TASK
All of the records must come back exactly as they were given.

(Data records)
-- Opening Marker --
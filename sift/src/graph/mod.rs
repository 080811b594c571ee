//! State graph: nodes + explicit and conditional edges, compile and run.
//!
//! `StateGraph`: add nodes and edges, compile, then invoke with state or
//! stream per-node events. Conditional edge routers are async and fallible so
//! branch decisions can be delegated to external oracles.

mod build_error;
mod compiled;
mod conditional;
mod next;
mod node;
mod state_graph;

pub use build_error::GraphBuildError;
pub use compiled::CompiledGraph;
pub use conditional::{EdgeRouter, EdgeRouterFn, NextEntry};
pub use next::Next;
pub use node::Node;
pub use state_graph::{StateGraph, END, START};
-- Closing Marker --
EXERCISE RESULT
filename sift/src/graph/mod.rs
repository 080811b594c571ee
//! State graph: nodes + explicit and conditional edges, compile and run.
//!
//! `StateGraph`: add nodes and edges, compile, then invoke with state or
//! stream per-node events. Conditional edge routers are async and fallible so
//! branch decisions can be delegated to external oracles.

mod build_error;
mod compiled;
mod conditional;
mod next;
mod node;
mod state_graph;

pub use build_error::GraphBuildError;
pub use compiled::CompiledGraph;
pub use conditional::{EdgeRouter, EdgeRouterFn, NextEntry};
pub use next::Next;
pub use node::Node;
pub use state_graph::{StateGraph, END, START};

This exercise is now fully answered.